What you need to do:
Search the records for the string "declaration", then copy each line that has it.

Stored items from a collection:

-----

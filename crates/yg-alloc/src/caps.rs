//! Dense per-class tables.
//!
//! The class set is closed and four entries wide, so caps and allocations are
//! plain arrays indexed by `MoveClass::index()` — no hashing, and iteration
//! order is exactly declaration order, which the round-robin relies on.

use yg_core::{Direction, MoveClass};

// ── ClassCaps ─────────────────────────────────────────────────────────────────

/// Optional per-class truck caps for one hour.
///
/// `None` means uncapped: a class with no configured limit may absorb the
/// whole budget.
#[derive(Copy, Clone, PartialEq, Eq, Debug, Default)]
#[cfg_attr(feature = "serde", derive(serde::Serialize, serde::Deserialize))]
pub struct ClassCaps([Option<u32>; MoveClass::COUNT]);

impl ClassCaps {
    /// No class is capped.
    pub fn unbounded() -> Self {
        Self::default()
    }

    /// Builder-style cap setter.
    pub fn with_cap(mut self, class: MoveClass, cap: u32) -> Self {
        self.0[class.index()] = Some(cap);
        self
    }

    pub fn set(&mut self, class: MoveClass, cap: u32) {
        self.0[class.index()] = Some(cap);
    }

    /// The configured cap, or `None` if the class is uncapped.
    #[inline]
    pub fn get(&self, class: MoveClass) -> Option<u32> {
        self.0[class.index()]
    }

    /// The cap as a plain bound (`u32::MAX` when uncapped).
    #[inline]
    pub fn bound(&self, class: MoveClass) -> u32 {
        self.0[class.index()].unwrap_or(u32::MAX)
    }
}

// ── ClassAlloc ────────────────────────────────────────────────────────────────

/// Slots allocated to each move class for one hour.
#[derive(Copy, Clone, PartialEq, Eq, Debug, Default)]
#[cfg_attr(feature = "serde", derive(serde::Serialize, serde::Deserialize))]
pub struct ClassAlloc([u32; MoveClass::COUNT]);

impl ClassAlloc {
    /// All-zero allocation.
    pub fn zero() -> Self {
        Self::default()
    }

    #[inline]
    pub fn get(&self, class: MoveClass) -> u32 {
        self.0[class.index()]
    }

    #[inline]
    pub(crate) fn add(&mut self, class: MoveClass, n: u32) {
        self.0[class.index()] += n;
    }

    /// Total slots across all classes.
    pub fn total(&self) -> u32 {
        self.0.iter().sum()
    }

    /// Total slots across the classes of one direction.
    pub fn direction_total(&self, direction: Direction) -> u32 {
        MoveClass::ALL
            .iter()
            .filter(|c| c.direction() == direction)
            .map(|c| self.get(*c))
            .sum()
    }

    /// Combine two disjoint allocations (e.g. the inbound and outbound halves
    /// of one hour) by per-class addition.
    pub fn merged(mut self, other: ClassAlloc) -> ClassAlloc {
        for c in MoveClass::ALL {
            self.0[c.index()] += other.0[c.index()];
        }
        self
    }

    /// Iterate `(class, count)` pairs in declaration order.
    pub fn iter(&self) -> impl Iterator<Item = (MoveClass, u32)> + '_ {
        MoveClass::ALL.into_iter().map(|c| (c, self.get(c)))
    }
}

-----

Answer to this task:
//! order is exactly declaration order, which the round-robin relies on.
    /// Iterate `(class, count)` pairs in declaration order.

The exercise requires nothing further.